_THE DATA_:
══════════════════════════════
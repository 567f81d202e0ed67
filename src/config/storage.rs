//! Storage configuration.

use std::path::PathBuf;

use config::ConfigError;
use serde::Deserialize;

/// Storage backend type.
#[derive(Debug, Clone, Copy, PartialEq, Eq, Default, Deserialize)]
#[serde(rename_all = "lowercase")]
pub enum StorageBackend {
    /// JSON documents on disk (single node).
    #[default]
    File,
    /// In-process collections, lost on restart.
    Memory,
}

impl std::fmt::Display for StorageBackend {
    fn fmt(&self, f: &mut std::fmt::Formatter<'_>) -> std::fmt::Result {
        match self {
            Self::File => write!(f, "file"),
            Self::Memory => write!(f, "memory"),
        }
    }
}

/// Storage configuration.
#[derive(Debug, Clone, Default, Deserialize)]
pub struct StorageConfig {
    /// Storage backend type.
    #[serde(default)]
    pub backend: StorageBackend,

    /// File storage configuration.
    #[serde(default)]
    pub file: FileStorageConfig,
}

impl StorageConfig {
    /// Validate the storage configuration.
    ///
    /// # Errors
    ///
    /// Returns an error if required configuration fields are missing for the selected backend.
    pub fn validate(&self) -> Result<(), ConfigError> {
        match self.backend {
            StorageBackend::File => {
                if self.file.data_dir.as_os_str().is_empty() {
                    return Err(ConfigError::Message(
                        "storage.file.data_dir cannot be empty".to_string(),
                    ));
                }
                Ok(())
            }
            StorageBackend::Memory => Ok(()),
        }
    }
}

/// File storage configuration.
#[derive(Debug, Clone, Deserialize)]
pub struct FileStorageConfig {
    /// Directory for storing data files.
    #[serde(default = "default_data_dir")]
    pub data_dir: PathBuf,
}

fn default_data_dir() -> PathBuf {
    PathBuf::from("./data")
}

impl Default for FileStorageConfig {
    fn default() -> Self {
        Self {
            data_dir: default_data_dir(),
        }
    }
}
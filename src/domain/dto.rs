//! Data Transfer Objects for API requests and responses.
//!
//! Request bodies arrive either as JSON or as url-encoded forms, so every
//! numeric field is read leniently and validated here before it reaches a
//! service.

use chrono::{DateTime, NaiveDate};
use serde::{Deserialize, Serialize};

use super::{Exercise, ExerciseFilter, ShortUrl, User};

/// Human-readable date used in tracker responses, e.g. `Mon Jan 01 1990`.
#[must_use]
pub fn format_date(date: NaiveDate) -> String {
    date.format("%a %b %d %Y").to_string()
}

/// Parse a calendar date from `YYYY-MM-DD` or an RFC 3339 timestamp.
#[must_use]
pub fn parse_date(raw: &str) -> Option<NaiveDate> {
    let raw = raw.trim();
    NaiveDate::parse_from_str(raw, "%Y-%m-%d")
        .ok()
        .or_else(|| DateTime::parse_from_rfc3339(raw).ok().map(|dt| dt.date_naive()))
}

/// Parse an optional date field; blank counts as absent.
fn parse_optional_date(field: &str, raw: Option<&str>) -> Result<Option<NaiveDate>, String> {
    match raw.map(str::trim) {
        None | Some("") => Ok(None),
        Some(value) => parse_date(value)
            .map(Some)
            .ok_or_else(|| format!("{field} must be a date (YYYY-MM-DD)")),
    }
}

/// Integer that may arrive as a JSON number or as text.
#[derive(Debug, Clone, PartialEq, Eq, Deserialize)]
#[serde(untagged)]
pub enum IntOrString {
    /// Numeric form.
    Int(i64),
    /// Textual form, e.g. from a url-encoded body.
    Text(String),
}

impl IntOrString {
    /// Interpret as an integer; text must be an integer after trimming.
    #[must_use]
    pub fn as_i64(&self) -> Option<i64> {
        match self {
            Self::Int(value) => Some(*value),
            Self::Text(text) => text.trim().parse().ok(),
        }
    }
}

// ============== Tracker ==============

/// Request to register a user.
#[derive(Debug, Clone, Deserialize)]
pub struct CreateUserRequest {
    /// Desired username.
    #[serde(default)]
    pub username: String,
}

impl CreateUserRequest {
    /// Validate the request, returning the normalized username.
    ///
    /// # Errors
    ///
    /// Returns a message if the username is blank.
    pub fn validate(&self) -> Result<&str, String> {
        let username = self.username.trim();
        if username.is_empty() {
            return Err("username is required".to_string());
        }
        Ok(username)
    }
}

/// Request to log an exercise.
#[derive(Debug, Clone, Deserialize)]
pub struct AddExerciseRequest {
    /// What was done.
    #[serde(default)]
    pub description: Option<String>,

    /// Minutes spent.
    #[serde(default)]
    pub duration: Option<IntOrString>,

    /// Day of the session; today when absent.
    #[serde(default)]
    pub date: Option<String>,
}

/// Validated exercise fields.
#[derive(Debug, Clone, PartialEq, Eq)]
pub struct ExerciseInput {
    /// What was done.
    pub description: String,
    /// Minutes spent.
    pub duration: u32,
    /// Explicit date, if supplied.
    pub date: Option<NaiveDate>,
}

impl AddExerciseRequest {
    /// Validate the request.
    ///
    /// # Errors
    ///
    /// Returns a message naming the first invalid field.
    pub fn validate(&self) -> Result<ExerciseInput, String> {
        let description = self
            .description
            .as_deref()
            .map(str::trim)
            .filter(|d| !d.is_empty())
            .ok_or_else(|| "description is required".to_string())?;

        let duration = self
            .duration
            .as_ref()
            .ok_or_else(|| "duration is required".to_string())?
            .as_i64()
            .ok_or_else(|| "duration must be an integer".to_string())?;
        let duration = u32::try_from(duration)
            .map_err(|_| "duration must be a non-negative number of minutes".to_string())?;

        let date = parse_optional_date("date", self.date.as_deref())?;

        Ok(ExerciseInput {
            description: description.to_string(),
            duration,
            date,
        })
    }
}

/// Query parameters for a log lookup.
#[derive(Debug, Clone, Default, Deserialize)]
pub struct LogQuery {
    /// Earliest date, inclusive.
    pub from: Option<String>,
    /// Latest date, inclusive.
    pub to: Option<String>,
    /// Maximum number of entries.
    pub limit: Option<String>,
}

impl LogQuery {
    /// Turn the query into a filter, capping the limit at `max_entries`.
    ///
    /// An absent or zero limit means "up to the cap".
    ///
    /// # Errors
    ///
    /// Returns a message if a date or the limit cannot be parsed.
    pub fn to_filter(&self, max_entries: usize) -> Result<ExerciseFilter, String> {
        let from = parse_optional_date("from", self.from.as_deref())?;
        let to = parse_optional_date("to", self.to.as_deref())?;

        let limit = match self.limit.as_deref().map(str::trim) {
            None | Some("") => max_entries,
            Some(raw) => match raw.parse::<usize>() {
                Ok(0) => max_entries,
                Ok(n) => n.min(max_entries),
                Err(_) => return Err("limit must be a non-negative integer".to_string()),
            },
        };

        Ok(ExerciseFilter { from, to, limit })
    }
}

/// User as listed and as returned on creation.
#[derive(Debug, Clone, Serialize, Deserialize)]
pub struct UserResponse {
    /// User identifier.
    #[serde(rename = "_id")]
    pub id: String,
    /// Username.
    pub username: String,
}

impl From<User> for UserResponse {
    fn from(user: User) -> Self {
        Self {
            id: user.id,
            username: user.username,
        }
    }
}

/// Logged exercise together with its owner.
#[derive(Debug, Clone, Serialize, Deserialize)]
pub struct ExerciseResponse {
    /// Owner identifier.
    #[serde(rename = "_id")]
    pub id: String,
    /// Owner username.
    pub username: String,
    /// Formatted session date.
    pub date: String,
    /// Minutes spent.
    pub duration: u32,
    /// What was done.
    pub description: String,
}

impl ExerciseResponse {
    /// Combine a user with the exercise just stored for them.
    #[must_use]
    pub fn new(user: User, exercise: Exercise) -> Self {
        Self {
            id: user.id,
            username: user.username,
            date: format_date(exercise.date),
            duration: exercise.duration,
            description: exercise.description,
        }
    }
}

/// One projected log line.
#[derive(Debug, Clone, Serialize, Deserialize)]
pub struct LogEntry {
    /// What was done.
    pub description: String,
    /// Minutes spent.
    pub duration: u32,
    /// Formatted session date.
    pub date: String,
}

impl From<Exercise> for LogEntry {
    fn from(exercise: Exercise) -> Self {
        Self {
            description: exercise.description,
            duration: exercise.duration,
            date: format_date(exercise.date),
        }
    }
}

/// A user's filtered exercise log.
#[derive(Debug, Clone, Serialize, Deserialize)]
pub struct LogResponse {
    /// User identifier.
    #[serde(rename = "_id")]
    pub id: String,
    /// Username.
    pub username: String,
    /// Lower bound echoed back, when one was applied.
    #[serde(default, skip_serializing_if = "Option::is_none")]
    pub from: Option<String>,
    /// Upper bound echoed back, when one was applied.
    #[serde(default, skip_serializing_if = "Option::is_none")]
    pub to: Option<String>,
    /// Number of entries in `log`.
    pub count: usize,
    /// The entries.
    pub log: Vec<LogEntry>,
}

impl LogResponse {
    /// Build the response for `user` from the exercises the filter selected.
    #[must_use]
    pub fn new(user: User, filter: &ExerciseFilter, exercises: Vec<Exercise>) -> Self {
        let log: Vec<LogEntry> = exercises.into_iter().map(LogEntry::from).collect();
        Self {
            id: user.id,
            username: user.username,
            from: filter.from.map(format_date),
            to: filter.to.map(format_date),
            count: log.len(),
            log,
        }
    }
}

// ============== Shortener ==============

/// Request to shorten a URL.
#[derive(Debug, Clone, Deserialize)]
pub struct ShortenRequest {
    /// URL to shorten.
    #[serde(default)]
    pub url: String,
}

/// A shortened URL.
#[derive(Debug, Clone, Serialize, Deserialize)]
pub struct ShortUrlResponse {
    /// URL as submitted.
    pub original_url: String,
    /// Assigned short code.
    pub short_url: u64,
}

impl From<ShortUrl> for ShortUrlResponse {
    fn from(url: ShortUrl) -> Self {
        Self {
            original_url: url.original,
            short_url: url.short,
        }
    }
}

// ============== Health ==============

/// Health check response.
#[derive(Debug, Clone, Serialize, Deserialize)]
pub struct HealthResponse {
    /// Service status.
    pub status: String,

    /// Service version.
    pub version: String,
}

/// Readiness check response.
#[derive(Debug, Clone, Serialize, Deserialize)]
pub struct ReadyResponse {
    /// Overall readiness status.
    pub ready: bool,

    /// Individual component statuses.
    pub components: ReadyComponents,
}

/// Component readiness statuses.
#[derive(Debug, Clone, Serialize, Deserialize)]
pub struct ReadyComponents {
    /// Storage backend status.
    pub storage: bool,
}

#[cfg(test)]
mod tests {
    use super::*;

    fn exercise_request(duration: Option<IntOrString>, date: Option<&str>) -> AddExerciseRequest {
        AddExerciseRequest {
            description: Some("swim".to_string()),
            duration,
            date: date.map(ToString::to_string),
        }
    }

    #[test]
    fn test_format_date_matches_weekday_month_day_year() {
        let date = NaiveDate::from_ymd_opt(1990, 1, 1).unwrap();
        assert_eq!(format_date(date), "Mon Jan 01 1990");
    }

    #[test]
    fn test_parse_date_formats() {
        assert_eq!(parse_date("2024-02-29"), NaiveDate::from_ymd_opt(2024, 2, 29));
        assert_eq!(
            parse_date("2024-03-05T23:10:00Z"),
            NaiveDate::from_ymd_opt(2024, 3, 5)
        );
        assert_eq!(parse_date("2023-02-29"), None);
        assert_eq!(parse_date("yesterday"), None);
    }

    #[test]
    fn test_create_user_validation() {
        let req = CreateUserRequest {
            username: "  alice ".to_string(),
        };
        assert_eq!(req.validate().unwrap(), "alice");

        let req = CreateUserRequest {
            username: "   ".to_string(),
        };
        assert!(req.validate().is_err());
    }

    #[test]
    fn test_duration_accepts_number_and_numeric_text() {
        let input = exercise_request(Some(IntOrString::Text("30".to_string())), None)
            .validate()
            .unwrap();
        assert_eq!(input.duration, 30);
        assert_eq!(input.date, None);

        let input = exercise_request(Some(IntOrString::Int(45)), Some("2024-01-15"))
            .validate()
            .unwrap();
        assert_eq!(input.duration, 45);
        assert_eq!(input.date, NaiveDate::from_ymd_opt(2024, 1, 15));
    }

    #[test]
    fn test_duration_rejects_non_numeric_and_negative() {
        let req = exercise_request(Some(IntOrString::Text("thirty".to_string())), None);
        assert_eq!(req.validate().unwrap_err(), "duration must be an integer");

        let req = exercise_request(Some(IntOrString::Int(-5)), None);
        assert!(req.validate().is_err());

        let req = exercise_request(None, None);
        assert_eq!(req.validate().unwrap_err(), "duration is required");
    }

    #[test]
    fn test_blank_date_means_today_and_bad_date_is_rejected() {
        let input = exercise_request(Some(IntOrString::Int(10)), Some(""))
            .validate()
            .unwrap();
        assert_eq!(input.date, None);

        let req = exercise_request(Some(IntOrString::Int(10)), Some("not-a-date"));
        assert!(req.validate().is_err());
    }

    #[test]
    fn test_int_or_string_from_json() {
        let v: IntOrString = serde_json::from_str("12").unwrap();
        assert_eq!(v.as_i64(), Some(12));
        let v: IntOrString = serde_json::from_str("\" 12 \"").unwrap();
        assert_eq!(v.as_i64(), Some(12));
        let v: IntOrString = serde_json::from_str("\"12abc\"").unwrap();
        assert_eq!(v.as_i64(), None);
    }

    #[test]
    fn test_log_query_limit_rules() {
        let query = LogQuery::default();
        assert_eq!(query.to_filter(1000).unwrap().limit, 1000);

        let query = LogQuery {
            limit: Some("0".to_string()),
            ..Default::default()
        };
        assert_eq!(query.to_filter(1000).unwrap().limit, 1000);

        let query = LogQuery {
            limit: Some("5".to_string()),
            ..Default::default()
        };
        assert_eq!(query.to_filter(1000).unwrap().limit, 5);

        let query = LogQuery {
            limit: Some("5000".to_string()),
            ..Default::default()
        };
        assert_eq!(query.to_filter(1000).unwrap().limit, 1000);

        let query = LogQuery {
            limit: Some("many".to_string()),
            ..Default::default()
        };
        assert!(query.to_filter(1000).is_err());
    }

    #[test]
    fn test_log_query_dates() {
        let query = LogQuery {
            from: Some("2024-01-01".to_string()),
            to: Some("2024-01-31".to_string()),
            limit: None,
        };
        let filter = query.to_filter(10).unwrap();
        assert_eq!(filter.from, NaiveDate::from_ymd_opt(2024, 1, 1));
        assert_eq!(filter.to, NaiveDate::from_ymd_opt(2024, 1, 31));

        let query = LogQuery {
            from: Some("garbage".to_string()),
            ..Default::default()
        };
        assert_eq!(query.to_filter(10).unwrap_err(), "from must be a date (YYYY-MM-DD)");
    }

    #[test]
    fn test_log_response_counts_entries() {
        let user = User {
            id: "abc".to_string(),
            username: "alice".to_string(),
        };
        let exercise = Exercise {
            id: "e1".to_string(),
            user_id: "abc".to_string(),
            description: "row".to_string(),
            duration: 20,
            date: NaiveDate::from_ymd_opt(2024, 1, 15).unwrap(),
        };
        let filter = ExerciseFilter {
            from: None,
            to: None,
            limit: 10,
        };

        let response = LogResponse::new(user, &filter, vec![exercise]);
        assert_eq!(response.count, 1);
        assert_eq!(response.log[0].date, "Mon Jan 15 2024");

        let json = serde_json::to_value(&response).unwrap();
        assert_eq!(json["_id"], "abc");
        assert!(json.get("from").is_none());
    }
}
══════════════════════════════
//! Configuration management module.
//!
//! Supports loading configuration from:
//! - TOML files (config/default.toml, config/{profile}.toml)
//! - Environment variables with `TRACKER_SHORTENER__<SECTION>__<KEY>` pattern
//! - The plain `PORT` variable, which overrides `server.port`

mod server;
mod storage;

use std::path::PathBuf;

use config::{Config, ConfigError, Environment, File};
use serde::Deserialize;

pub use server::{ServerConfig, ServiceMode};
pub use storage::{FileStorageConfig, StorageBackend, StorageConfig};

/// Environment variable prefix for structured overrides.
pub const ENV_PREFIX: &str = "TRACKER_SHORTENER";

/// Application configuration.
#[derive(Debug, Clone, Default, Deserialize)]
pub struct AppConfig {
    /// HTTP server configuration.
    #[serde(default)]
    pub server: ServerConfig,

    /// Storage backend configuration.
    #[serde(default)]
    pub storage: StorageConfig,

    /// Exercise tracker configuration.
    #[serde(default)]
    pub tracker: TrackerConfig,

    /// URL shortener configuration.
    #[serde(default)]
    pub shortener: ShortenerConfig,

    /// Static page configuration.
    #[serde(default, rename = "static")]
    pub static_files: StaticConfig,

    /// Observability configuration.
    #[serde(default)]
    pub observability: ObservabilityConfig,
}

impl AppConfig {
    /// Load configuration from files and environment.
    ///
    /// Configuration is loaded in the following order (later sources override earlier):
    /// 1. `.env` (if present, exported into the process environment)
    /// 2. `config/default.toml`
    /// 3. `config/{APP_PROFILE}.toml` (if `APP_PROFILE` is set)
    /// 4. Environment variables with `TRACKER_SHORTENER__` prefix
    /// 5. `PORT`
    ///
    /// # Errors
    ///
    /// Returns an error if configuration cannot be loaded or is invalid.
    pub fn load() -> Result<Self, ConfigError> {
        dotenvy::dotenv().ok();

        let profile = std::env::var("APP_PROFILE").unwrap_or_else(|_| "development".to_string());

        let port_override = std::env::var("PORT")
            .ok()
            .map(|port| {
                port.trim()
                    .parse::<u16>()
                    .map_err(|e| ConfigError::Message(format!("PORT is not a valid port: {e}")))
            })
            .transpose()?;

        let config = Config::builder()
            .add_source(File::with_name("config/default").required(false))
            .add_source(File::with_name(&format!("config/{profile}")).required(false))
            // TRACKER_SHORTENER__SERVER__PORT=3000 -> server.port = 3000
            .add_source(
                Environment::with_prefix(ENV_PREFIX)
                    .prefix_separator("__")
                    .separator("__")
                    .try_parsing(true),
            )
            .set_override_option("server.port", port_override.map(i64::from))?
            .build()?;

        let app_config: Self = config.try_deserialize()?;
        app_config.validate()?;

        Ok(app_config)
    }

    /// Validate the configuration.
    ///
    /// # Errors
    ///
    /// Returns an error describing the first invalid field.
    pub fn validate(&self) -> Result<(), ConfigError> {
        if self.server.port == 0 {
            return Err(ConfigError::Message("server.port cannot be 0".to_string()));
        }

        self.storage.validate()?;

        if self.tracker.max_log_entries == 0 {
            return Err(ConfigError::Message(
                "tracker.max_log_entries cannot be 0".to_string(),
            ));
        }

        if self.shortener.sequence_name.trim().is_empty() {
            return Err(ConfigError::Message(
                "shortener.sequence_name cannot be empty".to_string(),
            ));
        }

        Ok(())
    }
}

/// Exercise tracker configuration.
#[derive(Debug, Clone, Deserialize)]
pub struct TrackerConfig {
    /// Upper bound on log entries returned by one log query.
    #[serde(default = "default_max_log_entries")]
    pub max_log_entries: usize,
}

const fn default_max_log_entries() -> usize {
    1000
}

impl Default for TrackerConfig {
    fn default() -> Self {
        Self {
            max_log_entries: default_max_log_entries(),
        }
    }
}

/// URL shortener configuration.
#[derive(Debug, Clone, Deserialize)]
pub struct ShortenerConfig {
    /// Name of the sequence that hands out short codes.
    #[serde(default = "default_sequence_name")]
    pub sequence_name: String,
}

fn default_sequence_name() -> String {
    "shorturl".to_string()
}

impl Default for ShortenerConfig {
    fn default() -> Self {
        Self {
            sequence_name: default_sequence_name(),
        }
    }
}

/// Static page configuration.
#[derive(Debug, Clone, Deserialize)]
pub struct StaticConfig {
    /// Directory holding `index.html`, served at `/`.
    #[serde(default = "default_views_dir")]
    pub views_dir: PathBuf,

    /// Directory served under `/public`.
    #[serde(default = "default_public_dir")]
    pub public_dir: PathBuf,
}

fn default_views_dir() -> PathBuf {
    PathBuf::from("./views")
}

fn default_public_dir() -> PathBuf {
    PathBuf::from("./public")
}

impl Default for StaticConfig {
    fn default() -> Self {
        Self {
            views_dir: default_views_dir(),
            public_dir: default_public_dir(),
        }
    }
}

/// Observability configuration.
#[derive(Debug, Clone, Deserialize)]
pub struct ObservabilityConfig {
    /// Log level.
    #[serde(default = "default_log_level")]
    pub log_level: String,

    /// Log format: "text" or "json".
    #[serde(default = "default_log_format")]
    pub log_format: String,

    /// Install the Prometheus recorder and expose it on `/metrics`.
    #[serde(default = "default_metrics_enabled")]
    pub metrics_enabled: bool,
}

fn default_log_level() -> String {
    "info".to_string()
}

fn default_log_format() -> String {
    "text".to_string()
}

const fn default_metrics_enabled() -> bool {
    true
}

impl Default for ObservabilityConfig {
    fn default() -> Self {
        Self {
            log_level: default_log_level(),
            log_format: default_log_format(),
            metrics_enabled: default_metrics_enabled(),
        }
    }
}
══════════════════════════════
_EXERCISE BRIEF_: Look through the data above and return each line where the string "ExerciseFilter" occurs.

_SOLUTION TO THIS PROBLEM_:
use super::{Exercise, ExerciseFilter, ShortUrl, User};
    pub fn to_filter(&self, max_entries: usize) -> Result<ExerciseFilter, String> {
        Ok(ExerciseFilter { from, to, limit })
    pub fn new(user: User, filter: &ExerciseFilter, exercises: Vec<Exercise>) -> Self {
        let filter = ExerciseFilter {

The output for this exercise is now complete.